Objective
Obesity is associated with insulin resistance and adipose tissue inflammation. Reactive oxygen species (ROS) increase in adipose tissue during the development of obesity. We previously showed that in response to excess nutrients like glucose and palmitate, adipocytes generated ROS via NADPH oxidase (NOX) 4, the major adipocyte isoform, instead of using mitochondrial oxidation. However, the role of NOX4-derived ROS in the development of whole body insulin resistance, adipocyte inflammation, and recruitment of macrophages to adipose tissue during the development of obesity is unknown.
Approach and Results
In this study, control C57BL/6 mice and mice in which NOX4 has been deleted specifically in adipocytes were fed a high fat, high sucrose (HFHS) diet. During the development of obesity in control mice, adipocyte NOX4 and PPP activity were transiently increased.

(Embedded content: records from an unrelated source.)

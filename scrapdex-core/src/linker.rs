//! Cross-referencing between items and the auxiliary datasets.
//!
//! The index is built once per load by scanning each dataset and recording
//! every item it references, so per-item lookups are plain map reads.

use crate::models::{
    IngredientRef, Item, ItemDetail, Project, ProjectUsage, Quest, Trade, TradeOffer,
};
use crate::normalize::{fuzzy_keys, tokens};
use serde::{Deserialize, Serialize};
use std::collections::HashMap;

/// Minimum compact name length for free-text objective matching.
const MIN_TEXT_MATCH_LEN: usize = 4;

/// Resolves external identifiers and names onto canonical item ids.
#[derive(Debug, Default)]
pub struct KeyResolver {
    ids: HashMap<String, String>,
    keys: HashMap<String, String>,
}

impl KeyResolver {
    pub fn new(items: &[Item]) -> Self {
        let mut resolver = Self::default();
        for item in items {
            resolver.ids.entry(item.id.clone()).or_insert_with(|| item.id.clone());
        }
        // Ids register before names so an id key is never shadowed by another item's name.
        for item in items {
            resolver.register(&item.id, &item.id);
        }
        for item in items {
            resolver.register(&item.name, &item.id);
        }
        resolver
    }

    fn register(&mut self, raw: &str, id: &str) {
        for key in fuzzy_keys(raw) {
            match self.keys.get(&key) {
                Some(existing) if existing != id => {
                    tracing::debug!("Fuzzy key '{}' already maps to {}, ignoring {}", key, existing, id);
                }
                Some(_) => {}
                None => {
                    self.keys.insert(key, id.to_string());
                }
            }
        }
    }

    /// Canonical item id for `raw`: exact id first, then any shared fuzzy key.
    pub fn resolve(&self, raw: &str) -> Option<&str> {
        if let Some(id) = self.ids.get(raw) {
            return Some(id.as_str());
        }
        fuzzy_keys(raw)
            .iter()
            .find_map(|key| self.keys.get(key))
            .map(String::as_str)
    }
}

/// Rewrite recipe and recycle references onto canonical item ids where resolvable.
pub fn canonicalize_items(items: &mut [Item]) {
    let resolver = KeyResolver::new(items);
    for item in items.iter_mut() {
        for reference in item.recipe.iter_mut().chain(item.recycles_into.iter_mut()) {
            if let Some(id) = resolver.resolve(&reference.item_id) {
                reference.item_id = id.to_string();
            }
        }
    }
}

/// True when `words` occurs in `text` as a consecutive run of whole words.
fn contains_words(text: &[String], words: &[String]) -> bool {
    !words.is_empty() && text.windows(words.len()).any(|run| run == words)
}

/// True when a project name marks it as an upgrade of a persistent structure.
pub fn is_upgrade_project(name: &str, upgrade_keywords: &[String]) -> bool {
    let lowered = name.to_lowercase();
    upgrade_keywords
        .iter()
        .any(|kw| !kw.is_empty() && lowered.contains(&kw.to_lowercase()))
}

/// Reverse lookups keyed by canonical item id.
#[derive(Debug, Clone, Default, PartialEq, Serialize, Deserialize)]
pub struct ReferenceIndex {
    pub used_in: HashMap<String, Vec<ProjectUsage>>,
    pub recycled_from: HashMap<String, Vec<IngredientRef>>,
    pub quests: HashMap<String, Vec<String>>,
    pub traders: HashMap<String, Vec<TradeOffer>>,
}

impl ReferenceIndex {
    pub fn build(
        items: &[Item],
        quests: &[Quest],
        projects: &[Project],
        trades: &[Trade],
        upgrade_keywords: &[String],
    ) -> Self {
        let resolver = KeyResolver::new(items);
        let mut index = Self::default();
        let mut unresolved = 0usize;

        for project in projects {
            let is_upgrade = is_upgrade_project(&project.name, upgrade_keywords);
            for cost in &project.cost {
                match resolver.resolve(&cost.item_id) {
                    Some(id) => index.used_in.entry(id.to_string()).or_default().push(ProjectUsage {
                        project: project.name.clone(),
                        count: cost.quantity,
                        is_upgrade,
                    }),
                    None => unresolved += 1,
                }
            }
        }

        for item in items {
            for output in &item.recycles_into {
                match resolver.resolve(&output.item_id) {
                    Some(id) => index
                        .recycled_from
                        .entry(id.to_string())
                        .or_default()
                        .push(IngredientRef::new(item.id.clone(), output.quantity)),
                    None => unresolved += 1,
                }
            }
        }

        let name_words: Vec<(&str, Vec<String>)> = items
            .iter()
            .map(|item| (item.id.as_str(), tokens(&item.name)))
            .filter(|(_, words)| words.concat().len() >= MIN_TEXT_MATCH_LEN)
            .collect();

        for quest in quests {
            for reference in &quest.item_refs {
                match resolver.resolve(&reference.item_id) {
                    Some(id) => index.add_quest(id, &quest.name),
                    None => unresolved += 1,
                }
            }
            for objective in &quest.objectives {
                let text = tokens(objective);
                for (id, words) in &name_words {
                    if contains_words(&text, words) {
                        index.add_quest(id, &quest.name);
                    }
                }
            }
        }

        for trade in trades {
            match resolver.resolve(&trade.item_id) {
                Some(id) => index.traders.entry(id.to_string()).or_default().push(TradeOffer {
                    trader: trade.trader.clone(),
                    quantity: trade.quantity,
                    cost: trade.cost.clone(),
                }),
                None => unresolved += 1,
            }
        }

        if unresolved > 0 {
            tracing::debug!("Dropped {} references to unknown items", unresolved);
        }
        index
    }

    fn add_quest(&mut self, id: &str, quest: &str) {
        let names = self.quests.entry(id.to_string()).or_default();
        if !names.iter().any(|n| n == quest) {
            names.push(quest.to_string());
        }
    }

    pub fn projects_using(&self, id: &str) -> &[ProjectUsage] {
        self.used_in.get(id).map(Vec::as_slice).unwrap_or(&[])
    }

    pub fn quests_referencing(&self, id: &str) -> &[String] {
        self.quests.get(id).map(Vec::as_slice).unwrap_or(&[])
    }

    pub fn recycled_from(&self, id: &str) -> &[IngredientRef] {
        self.recycled_from.get(id).map(Vec::as_slice).unwrap_or(&[])
    }

    pub fn traders_offering(&self, id: &str) -> &[TradeOffer] {
        self.traders.get(id).map(Vec::as_slice).unwrap_or(&[])
    }

    /// Expand an item with its resolved relationships.
    pub fn detail(&self, item: &Item) -> ItemDetail {
        ItemDetail {
            item: item.clone(),
            crafted_from: item.recipe.clone(),
            recycles_into: item.recycles_into.clone(),
            recycled_from: self.recycled_from(&item.id).to_vec(),
            used_in: self.projects_using(&item.id).to_vec(),
            quests: self.quests_referencing(&item.id).to_vec(),
            traders: self.traders_offering(&item.id).to_vec(),
        }
    }
}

Primary adipocytes differentiated form mice with adipocytes deficient in NOX4 showed resistance against high glucose or palmitate-induced adipocyte inflammation. Mice with adipocytes deficient in NOX4 showed a delayed onset of insulin resistance during the development of obesity, with an initial reduction in adipose tissue inflammation that normalized with prolonged HFHS feeding.
Conclusions
These findings imply that NOX4-derived ROS may play a role in the onset of insulin resistance and adipose tissue inflammation. As such, therapeutics targeting NOX4-mediated ROS production could be effective in preventing obesity-associated conditions such as insulin resistance.